Dayton's 3rd independently organized TED event #TEDxDayton2015 is in the books.

The World Needs All The Good That I Can Do

Thank you to the hundreds of volunteers who spent thousands of hours preparing for TEDxDayton 2015. As in past years, we were entertained, enlightened, and challenged to open our minds and hearts beyond our own experiences in an effort to understand each other and make our community a better place for all of us.

Katrina Kittle, Shanon Isom, and Kim Vesey shared stories of personal tragedy and how seeking out the gifts and opportunities in heartbreak and even death help develop empathy and understanding.

On the subject of poverty, Harriet Kamakil Brown told us how in spite of growing up in Kibera; Kenya’s largest slum, she believed she could be or do anything and tragically that children of poverty in our community do not. Her challenge to us is to find ways to inspire children of all backgrounds. Karin VanZant encourages us to look at poverty as more than an economic condition. We can help lift people out of poverty by providing social along with financial support.

Retired Dayton Police Officer Chelley Seibert showed us that behind the badge, every officer is a person and encourages us to participate in community events like “Coffee with a Cop” to rebuild trust and common ground.

Rebecca Benna reminded how important it is for kids to play outdoors. Children spend on average 7 hours a day at play indoors. Outdoor play allows kids be creative while teaching them independence, responsibility, teamwork, negotiating, and compromise. Play outside!

We learned that domestic violence does bear fruit from Shannon Isom. Children are forgotten victims; Shannon urges us not to judge and to be available, understanding, and engage.

After sharing dismal statistics of addiction and suicide among Veterans of our Armed Services and his own struggle, Marine Corp Veteran Matthew Purkey recommended that we take advantage of the skills that made Veterans great soldiers and retrain them to be tools for community advancement.

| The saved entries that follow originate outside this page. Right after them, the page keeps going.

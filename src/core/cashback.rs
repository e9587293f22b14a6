//! Cashback and discount bookkeeping
//!
//! Every account keeps its own record per commerciant it paid and its own set
//! of one-shot category discounts. The commerciant's [`CashbackStrategy`]
//! decides how a payment is rewarded:
//!
//! - **nrOfTransactions**: a payment first consumes the discount matching the
//!   commerciant's category if one is available; afterwards the transaction
//!   count at that commerciant is bumped and reaching 2 / 5 / 10 makes the
//!   food / clothes / tech discount available. A consumed discount is never
//!   granted again.
//! - **spendingThreshold**: the cumulative reference-currency spend at the
//!   commerciant *before* the payment selects a bracket; the bracket and the
//!   plan tier select the percentage of the payment returned as cashback.

use crate::types::{BankError, CashbackStrategy, Category, Commerciant, Iban, PlanTier};
use rust_decimal::Decimal;
use rust_decimal_macros::dec;
use std::collections::{BTreeMap, HashMap};

/// One-shot discount flag
#[derive(Debug, Clone, Copy, Default, PartialEq, Eq)]
pub struct DiscountFlag {
    pub available: bool,
    pub consumed: bool,
}

impl DiscountFlag {
    fn grant(&mut self) {
        if !self.consumed {
            self.available = true;
        }
    }

    /// Consume the flag if it can fire, returning whether it did
    fn take(&mut self) -> bool {
        if self.available && !self.consumed {
            self.available = false;
            self.consumed = true;
            true
        } else {
            false
        }
    }
}

/// Discount flags of one account
#[derive(Debug, Clone, Copy, Default, PartialEq, Eq)]
pub struct DiscountState {
    pub food: DiscountFlag,
    pub clothes: DiscountFlag,
    pub tech: DiscountFlag,
}

impl DiscountState {
    fn flag_mut(&mut self, category: Category) -> Option<&mut DiscountFlag> {
        match category {
            Category::Food => Some(&mut self.food),
            Category::Clothes => Some(&mut self.clothes),
            Category::Tech => Some(&mut self.tech),
            Category::Other => None,
        }
    }
}

/// What an account did at one commerciant
#[derive(Debug, Clone, Default, PartialEq)]
pub struct CommerciantActivity {
    pub transactions: u32,
    /// Cumulative spend in the reference currency
    pub spent: Decimal,
}

/// Reward state of one account
#[derive(Debug, Clone, Default, PartialEq)]
pub struct AccountRewards {
    pub discounts: DiscountState,
    pub commerciants: BTreeMap<String, CommerciantActivity>,
}

/// Per-account, per-commerciant cashback engine
#[derive(Debug, Default)]
pub struct CashbackEngine {
    accounts: HashMap<Iban, AccountRewards>,
}

impl CashbackEngine {
    pub fn new() -> Self {
        Self::default()
    }

    /// Register a payment and return the cashback to deposit
    ///
    /// # Arguments
    ///
    /// * `iban` - Paying account
    /// * `commerciant` - Commerciant paid
    /// * `amount` - Payment amount in the account currency, before commission
    /// * `reference_amount` - Same payment in the reference currency
    /// * `tier` - Plan tier of the account's plan holder
    ///
    /// # Errors
    ///
    /// Returns `ArithmeticOverflow` if the cashback or the cumulative spend
    /// cannot be represented; the account's rewards are left unchanged.
    pub fn on_payment(
        &mut self,
        iban: &str,
        commerciant: &Commerciant,
        amount: Decimal,
        reference_amount: Decimal,
        tier: PlanTier,
    ) -> Result<Decimal, BankError> {
        let overflow = || BankError::arithmetic_overflow("cashback", iban);
        let rewards = self.accounts.entry(iban.to_string()).or_default();
        let activity = rewards
            .commerciants
            .entry(commerciant.name.clone())
            .or_default();

        match commerciant.strategy {
            CashbackStrategy::NrOfTransactions => {
                let discount = amount
                    .checked_mul(discount_rate(commerciant.category))
                    .ok_or_else(overflow)?;
                let fired = rewards
                    .discounts
                    .flag_mut(commerciant.category)
                    .is_some_and(|flag| flag.take());

                activity.transactions += 1;
                match activity.transactions {
                    2 => rewards.discounts.food.grant(),
                    5 => rewards.discounts.clothes.grant(),
                    10 => rewards.discounts.tech.grant(),
                    _ => {}
                }
                Ok(if fired { discount } else { Decimal::ZERO })
            }
            CashbackStrategy::SpendingThreshold => {
                let cashback = amount
                    .checked_mul(threshold_rate(activity.spent, tier))
                    .ok_or_else(overflow)?;
                let spent = activity
                    .spent
                    .checked_add(reference_amount)
                    .ok_or_else(overflow)?;

                activity.transactions += 1;
                activity.spent = spent;
                Ok(cashback)
            }
        }
    }

    pub fn rewards(&self, iban: &str) -> Option<&AccountRewards> {
        self.accounts.get(iban)
    }

    /// Drop the state of a deleted account
    pub fn forget(&mut self, iban: &str) {
        self.accounts.remove(iban);
    }
}

fn discount_rate(category: Category) -> Decimal {
    match category {
        Category::Food => dec!(0.02),
        Category::Clothes => dec!(0.05),
        Category::Tech => dec!(0.10),
        Category::Other => Decimal::ZERO,
    }
}

/// Cashback percentage for a cumulative spend and tier
fn threshold_rate(spent: Decimal, tier: PlanTier) -> Decimal {
    let rates = if spent >= dec!(500) {
        [dec!(0.0025), dec!(0.005), dec!(0.007)]
    } else if spent >= dec!(300) {
        [dec!(0.002), dec!(0.004), dec!(0.0055)]
    } else if spent >= dec!(100) {
        [dec!(0.001), dec!(0.003), dec!(0.005)]
    } else {
        return Decimal::ZERO;
    };

    match tier {
        PlanTier::Student | PlanTier::Standard => rates[0],
        PlanTier::Silver => rates[1],
        PlanTier::Gold => rates[2],
    }
}

#[cfg(test)]
mod tests {
    use super::*;
    use rstest::rstest;

    fn commerciant(name: &str, category: Category, strategy: CashbackStrategy) -> Commerciant {
        Commerciant {
            name: name.to_string(),
            id: 1,
            iban: format!("RO-{}", name),
            category,
            strategy,
        }
    }

    fn pay(
        engine: &mut CashbackEngine,
        iban: &str,
        shop: &Commerciant,
        amount: Decimal,
    ) -> Decimal {
        engine
            .on_payment(iban, shop, amount, amount, PlanTier::Standard)
            .unwrap()
    }

    #[test]
    fn test_food_discount_granted_at_second_transaction() {
        let mut engine = CashbackEngine::new();
        let shop = commerciant("Lidl", Category::Food, CashbackStrategy::NrOfTransactions);

        assert_eq!(pay(&mut engine, "RO01", &shop, dec!(100)), Decimal::ZERO);
        assert_eq!(pay(&mut engine, "RO01", &shop, dec!(100)), Decimal::ZERO);
        assert!(engine.rewards("RO01").unwrap().discounts.food.available);

        // Third payment consumes the discount
        assert_eq!(pay(&mut engine, "RO01", &shop, dec!(50)), dec!(1));
        let food = engine.rewards("RO01").unwrap().discounts.food;
        assert!(!food.available);
        assert!(food.consumed);
    }

    #[test]
    fn test_consumed_discount_never_fires_again() {
        let mut engine = CashbackEngine::new();
        let first = commerciant("Lidl", Category::Food, CashbackStrategy::NrOfTransactions);
        let second = commerciant("Mega", Category::Food, CashbackStrategy::NrOfTransactions);

        for _ in 0..3 {
            pay(&mut engine, "RO01", &first, dec!(100));
        }
        assert!(engine.rewards("RO01").unwrap().discounts.food.consumed);

        // Second commerciant reaches the same milestone
        for _ in 0..5 {
            assert_eq!(pay(&mut engine, "RO01", &second, dec!(100)), Decimal::ZERO);
        }
        assert!(!engine.rewards("RO01").unwrap().discounts.food.available);
    }

    #[test]
    fn test_discount_fires_only_on_matching_category() {
        let mut engine = CashbackEngine::new();
        let food = commerciant("Lidl", Category::Food, CashbackStrategy::NrOfTransactions);
        let tech = commerciant("Emag", Category::Tech, CashbackStrategy::NrOfTransactions);

        pay(&mut engine, "RO01", &food, dec!(10));
        pay(&mut engine, "RO01", &food, dec!(10));

        // Food discount available, tech payment does not consume it
        assert_eq!(pay(&mut engine, "RO01", &tech, dec!(200)), Decimal::ZERO);
        assert!(engine.rewards("RO01").unwrap().discounts.food.available);
    }

    #[test]
    fn test_milestones_are_per_commerciant() {
        let mut engine = CashbackEngine::new();
        let a = commerciant("A", Category::Clothes, CashbackStrategy::NrOfTransactions);
        let b = commerciant("B", Category::Clothes, CashbackStrategy::NrOfTransactions);

        for _ in 0..3 {
            pay(&mut engine, "RO01", &a, dec!(10));
            pay(&mut engine, "RO01", &b, dec!(10));
        }
        // Six payments in total but neither commerciant reached five
        assert!(!engine.rewards("RO01").unwrap().discounts.clothes.available);

        for _ in 0..2 {
            pay(&mut engine, "RO01", &a, dec!(10));
        }
        assert!(engine.rewards("RO01").unwrap().discounts.clothes.available);
        assert_eq!(pay(&mut engine, "RO01", &b, dec!(100)), dec!(5));
    }

    #[test]
    fn test_accounts_are_independent() {
        let mut engine = CashbackEngine::new();
        let shop = commerciant("Lidl", Category::Food, CashbackStrategy::NrOfTransactions);

        pay(&mut engine, "RO01", &shop, dec!(10));
        pay(&mut engine, "RO02", &shop, dec!(10));

        assert!(!engine.rewards("RO01").unwrap().discounts.food.available);
        assert!(!engine.rewards("RO02").unwrap().discounts.food.available);
        assert_eq!(engine.rewards("RO01").unwrap().commerciants["Lidl"].transactions, 1);
    }

    #[rstest]
    #[case::below_first_bracket(dec!(99.99), PlanTier::Gold, Decimal::ZERO)]
    #[case::first_standard(dec!(100), PlanTier::Standard, dec!(0.001))]
    #[case::first_student(dec!(299), PlanTier::Student, dec!(0.001))]
    #[case::first_silver(dec!(100), PlanTier::Silver, dec!(0.003))]
    #[case::first_gold(dec!(100), PlanTier::Gold, dec!(0.005))]
    #[case::second_standard(dec!(300), PlanTier::Standard, dec!(0.002))]
    #[case::second_silver(dec!(499), PlanTier::Silver, dec!(0.004))]
    #[case::second_gold(dec!(300), PlanTier::Gold, dec!(0.0055))]
    #[case::third_standard(dec!(500), PlanTier::Standard, dec!(0.0025))]
    #[case::third_silver(dec!(10000), PlanTier::Silver, dec!(0.005))]
    #[case::third_gold(dec!(500), PlanTier::Gold, dec!(0.007))]
    fn test_threshold_rate(
        #[case] spent: Decimal,
        #[case] tier: PlanTier,
        #[case] expected: Decimal,
    ) {
        assert_eq!(threshold_rate(spent, tier), expected);
    }

    #[test]
    fn test_spending_threshold_uses_spend_before_payment() {
        let mut engine = CashbackEngine::new();
        let shop = commerciant("Altex", Category::Tech, CashbackStrategy::SpendingThreshold);

        // Nothing spent before: no cashback even though this payment crosses 100
        assert_eq!(
            pay(&mut engine, "RO01", &shop, dec!(150)),
            Decimal::ZERO
        );
        // 150 spent before: first bracket
        assert_eq!(
            pay(&mut engine, "RO01", &shop, dec!(200)),
            dec!(0.2)
        );
        // 350 spent before: second bracket, gold
        assert_eq!(
            engine.on_payment("RO01", &shop, dec!(1000), dec!(1000), PlanTier::Gold).unwrap(),
            dec!(5.5)
        );
        let activity = &engine.rewards("RO01").unwrap().commerciants["Altex"];
        assert_eq!(activity.spent, dec!(1350));
        assert_eq!(activity.transactions, 3);
    }

    #[test]
    fn test_cashback_scales_account_currency_amount() {
        let mut engine = CashbackEngine::new();
        let shop = commerciant("Altex", Category::Tech, CashbackStrategy::SpendingThreshold);

        engine.on_payment("RO01", &shop, dec!(100), dec!(500), PlanTier::Standard).unwrap();
        // 500 RON spent before, payment is 20 in account currency
        assert_eq!(
            engine.on_payment("RO01", &shop, dec!(20), dec!(100), PlanTier::Standard).unwrap(),
            dec!(0.05)
        );
    }

    #[test]
    fn test_forget_drops_state() {
        let mut engine = CashbackEngine::new();
        let shop = commerciant("Lidl", Category::Food, CashbackStrategy::NrOfTransactions);
        pay(&mut engine, "RO01", &shop, dec!(10));
        engine.forget("RO01");
        assert!(engine.rewards("RO01").is_none());
    }

    #[test]
    fn test_spend_overflow_leaves_rewards_untouched() {
        let mut engine = CashbackEngine::new();
        let shop = commerciant("Altex", Category::Tech, CashbackStrategy::SpendingThreshold);
        engine
            .on_payment("RO01", &shop, dec!(1), Decimal::MAX, PlanTier::Standard)
            .unwrap();

        let err = engine
            .on_payment("RO01", &shop, dec!(1), dec!(1), PlanTier::Standard)
            .unwrap_err();

        assert!(matches!(err, BankError::ArithmeticOverflow { .. }));
        let activity = &engine.rewards("RO01").unwrap().commerciants["Altex"];
        assert_eq!(activity.spent, Decimal::MAX);
        assert_eq!(activity.transactions, 1);
    }
}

The discrimination and prejudice Joshua Stucky experienced along with the devastating loss of many friends to HIV motivated him to found The Rubi Girls in the mid 1980’s. The troupe of close friends has raised more than $1 million for HIV/Aids related charities.

Many of the presenters triumphed over challenges and tragedy and use their experiences to help others do the same.  Perhaps this gem shared by Chelley Seibert summed the day up best ~ “I cannot do all the good that the world needs, but the world needs all the good that I can do. Jana Stanfield”.